My sadness about losing Roz is indescribable, but I keep reminding myself how lucky I am to have been married for sixty three years to a woman whose beauty, body and soul, always filled me with awe. Our love for one another, our friendship, our passion, never diminished through all those years. From the start we were drawn to one another by some deep spiritual connection, and by our common feeling for oppressed people everywhere. We both longed for a better world.
Roz was a more rounded person than I was. She didn't just love music, she played music. She didn't just appreciate art, she became a painter. She loved flowers, and planted them. She loved theater and took to the stage. She loved the sea and swam in the coldest of waters. A few weeks ago, I was in Wellfleet and the bay was too cold for me, but I went into it, saying to myself: "This is in honor of Roz."
She loved literature and was always reading. At the end of her bedside was a volume of Isaac Babel's stories. I had total faith in her literary sensibility, so she was the only one who read my writing before I gave it to the publisher. She would undoubtedly suggest that I shorten it. She loved people, and they loved her, instantly.
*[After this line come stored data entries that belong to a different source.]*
use std::sync::{Arc, Mutex};

use async_trait::async_trait;
use flagdeck_cli::cancel::{Cancellation, CancellationSource};
use flagdeck_cli::commands::{command_tree, descriptors};
use flagdeck_cli::error::{EXIT_ERROR, EXIT_OK};
use flagdeck_cli::output::BufferedOutput;
use flagdeck_cli::pipeline::{
    DEFAULT_MAX_ATTEMPTS, OutboundRequest, RetryPolicy, Transport, TransportError,
    TransportResponse,
};
use flagdeck_cli::{Runtime, run_with};
use flagdeck_config::{CliConfig, Credential, MemoryConfigProvider};
use httpmock::prelude::*;
use reqwest::StatusCode;
use serde_json::json;

fn authenticated(server: &MockServer) -> Arc<MemoryConfigProvider> {
    Arc::new(MemoryConfigProvider::new(CliConfig {
        api_host: server.base_url(),
        auth: Some(Credential::new("alice", "secret")),
    }))
}

#[tokio::test]
async fn create_tag_posts_pascal_case_payload() {
    let server = MockServer::start_async().await;
    let create = server.mock(|when, then| {
        when.method(POST)
            .path("/v1/products/p1/tags")
            .header("authorization", "Basic YWxpY2U6c2VjcmV0")
            .header("content-type", "application/json")
            .json_body(json!({"Name": "Beta", "Color": "#ff0000"}));
        then.status(201)
            .json_body(json!({"tagId": 11, "name": "Beta", "color": "#ff0000"}));
    });
    let output = Arc::new(BufferedOutput::new());
    let runtime = Runtime::new(output.clone(), authenticated(&server));

    let code = run_with(
        [
            "flagdeck",
            "tag",
            "create",
            "--product-id",
            "p1",
            "--name",
            "Beta",
            "--color",
            "#ff0000",
        ],
        &runtime,
        &Cancellation::never(),
    )
    .await;

    assert_eq!(code, EXIT_OK, "stderr: {}", output.stderr());
    create.assert_calls(1);
    assert_eq!(output.stdout(), "Creating Tag... Ok.\n11\n");
}

#[tokio::test]
async fn delete_tag_exhausts_retries_on_server_errors() {
    let server = MockServer::start_async().await;
    let delete = server.mock(|when, then| {
        when.method(DELETE).path("/v1/tags/42");
        then.status(500);
    });
    let output = Arc::new(BufferedOutput::new());
    let runtime = Runtime::new(output.clone(), authenticated(&server))
        .with_retry(RetryPolicy::immediate(DEFAULT_MAX_ATTEMPTS));

    let code = run_with(
        ["flagdeck", "tag", "rm", "--tag-id", "42"],
        &runtime,
        &Cancellation::never(),
    )
    .await;

    assert_eq!(code, EXIT_ERROR);
    delete.assert_calls(3);
    assert_eq!(output.stdout(), "Deleting Tag... Failed.\n");
    assert_eq!(
        output.stderr(),
        "Http request failed: 500 Internal Server Error.\n"
    );
}

#[tokio::test]
async fn missing_credential_stops_before_any_request() {
    let server = MockServer::start_async().await;
    let lookup = server.mock(|when, then| {
        when.method(GET).path("/v1/tags/7");
        then.status(200)
            .json_body(json!({"tagId": 7, "name": "Beta"}));
    });
    let update = server.mock(|when, then| {
        when.method(PUT).path("/v1/tags/7");
        then.status(200);
    });
    let output = Arc::new(BufferedOutput::new());
    let config = Arc::new(MemoryConfigProvider::new(CliConfig {
        api_host: server.base_url(),
        auth: None,
    }));
    let runtime = Runtime::new(output.clone(), config);

    let code = run_with(
        ["flagdeck", "tag", "update", "--tag-id", "7", "--name", "Gamma"],
        &runtime,
        &Cancellation::never(),
    )
    .await;

    assert_eq!(code, EXIT_ERROR);
    lookup.assert_calls(0);
    update.assert_calls(0);
    assert!(output.stdout().is_empty());
    assert!(output.stderr().starts_with("No credential configured."));
}

#[tokio::test]
async fn verbose_errors_include_problem_detail() {
    let server = MockServer::start_async().await;
    server.mock(|when, then| {
        when.method(GET).path("/v1/tags/9");
        then.status(404)
            .json_body(json!({"title": "Not Found", "detail": "Tag 9 does not exist."}));
    });
    let output = Arc::new(BufferedOutput::new());
    let runtime = Runtime::new(output.clone(), authenticated(&server));

    let code = run_with(
        ["flagdeck", "-v", "tag", "update", "--tag-id", "9", "--name", "Gamma"],
        &runtime,
        &Cancellation::never(),
    )
    .await;

    assert_eq!(code, EXIT_ERROR);
    assert_eq!(
        output.stderr(),
        "Http request failed: 404 Not Found.\nTag 9 does not exist.\n"
    );
}

#[test]
fn tree_has_one_node_per_descriptor() {
    let tree = command_tree().expect("valid tree");
    assert_eq!(tree.len(), descriptors().len());
    assert_eq!(tree.paths().first().map(String::as_str), Some("flagdeck"));
}

/// Transport replaying a fixed list of statuses and recording every body.
struct ScriptedTransport {
    statuses: Mutex<Vec<u16>>,
    bodies: Mutex<Vec<Option<Vec<u8>>>>,
}

impl ScriptedTransport {
    fn new(mut statuses: Vec<u16>) -> Self {
        statuses.reverse();
        Self {
            statuses: Mutex::new(statuses),
            bodies: Mutex::new(Vec::new()),
        }
    }

    fn bodies(&self) -> Vec<Option<Vec<u8>>> {
        self.bodies.lock().expect("bodies lock").clone()
    }
}

#[async_trait]
impl Transport for ScriptedTransport {
    async fn send(&self, request: OutboundRequest) -> Result<TransportResponse, TransportError> {
        self.bodies.lock().expect("bodies lock").push(request.body);
        let status = self
            .statuses
            .lock()
            .expect("statuses lock")
            .pop()
            .ok_or_else(|| TransportError::new("script exhausted"))?;
        let body = if status < 300 {
            br#"{"tagId": 11, "name": "Beta", "color": null}"#.to_vec()
        } else {
            Vec::new()
        };
        Ok(TransportResponse {
            status: StatusCode::from_u16(status).expect("valid status"),
            body,
        })
    }
}

#[tokio::test]
async fn retries_replay_identical_bodies() {
    let transport = Arc::new(ScriptedTransport::new(vec![503, 502, 201]));
    let output = Arc::new(BufferedOutput::new());
    let runtime = Runtime::new(
        output.clone(),
        Arc::new(MemoryConfigProvider::new(CliConfig {
            api_host: "https://api.example.com".into(),
            auth: Some(Credential::new("alice", "secret")),
        })),
    )
    .with_retry(RetryPolicy::immediate(DEFAULT_MAX_ATTEMPTS))
    .with_transport(transport.clone());

    let code = run_with(
        ["flagdeck", "t", "cr", "-p", "p1", "-n", "Beta"],
        &runtime,
        &Cancellation::never(),
    )
    .await;

    assert_eq!(code, EXIT_OK, "stderr: {}", output.stderr());
    let bodies = transport.bodies();
    assert_eq!(bodies.len(), 3);
    assert!(bodies.windows(2).all(|pair| pair[0] == pair[1]));
    let sent: serde_json::Value =
        serde_json::from_slice(bodies[0].as_deref().expect("body")).expect("json body");
    assert_eq!(sent, json!({"Name": "Beta", "Color": null}));
}

#[tokio::test]
async fn cancelled_invocation_reports_terminated() {
    let transport = Arc::new(ScriptedTransport::new(vec![200]));
    let output = Arc::new(BufferedOutput::new());
    let runtime = Runtime::new(
        output.clone(),
        Arc::new(MemoryConfigProvider::new(CliConfig {
            api_host: "https://api.example.com".into(),
            auth: Some(Credential::new("alice", "secret")),
        })),
    )
    .with_transport(transport.clone());
    let source = CancellationSource::new();
    source.cancel();

    let code = run_with(["flagdeck", "tag", "ls"], &runtime, &source.signal()).await;

    assert_eq!(code, EXIT_ERROR);
    assert!(transport.bodies().is_empty());
    assert_eq!(output.stderr(), "Terminated.\n");
}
Eddie Vedder told a colleague in Seattle of Roz's death and she wrote back: "When I met her I remember thinking if I could be anyone, this is the person I want to be."
When we went South to Spelman College, the young African-American women there felt an immediate bond with her, and she with them. As troubled as she was by the state of the world, she was irrepressibly happy. In the hundreds of letters I have received since her death, she is remembered always as luminous, smiling, joyful. She grieved for people in trouble, but loved to laugh. She loved her children and grandchildren and she loved other people's children and grandchildren.
Roz was the most selfless person I ever knew. I have a photo of an anti-war demonstration, and it shows a man being dragged into a police car but you can only see his back. Roz is at the scene, leaning towards it as if wanting to do something, an anguished look on her face. The man might have been me, but it wasn't. It was not someone Roz knew, but that didn't matter.
Two years ago she was badly injured coming up an escalator because she heard a cry behind her, instinctively turned to help, and fell. After she was diagnosed last July she decided immediately, firmly, that she would not have surgery or chemotherapy, that she would live out whatever time she had as peacefully and as enjoyably as possible. We spent August and part of September in Wellfleet, where she swam every day, where she read, listened to music, and we watched Red Sox games together. She said later that it was the happiest summer of her life. I stopped traveling and for the next six months we enjoyed a wonderful tranquility together. At the very end, lying in bed, she was concerned about me: would I have enough to eat? Would I be able to take care of myself?
She once spent a night in jail in Washington DC for protesting against the war in Vietnam. But she was not usually that kind of activist. Her contribution to the world transcended politics. It was her love of people, her kindness.
I wrote to our friend Alice Walker about Roz and said: "you're in California; you don't have to come to the memorial." She wrote back and said: "I'm coming. I love you and Roz with all my heart as you know. Can't wait to hold you and remind you she's not gone anywhere. I feel her and always see her wonderful luminous face and loving smile. Roz's smile made the plants grow."
I'm comforted by what Alice says. Yes, Roz's spirit is still here, her gift to us; her courage and kindness, a glimpse of how people might be in a better world.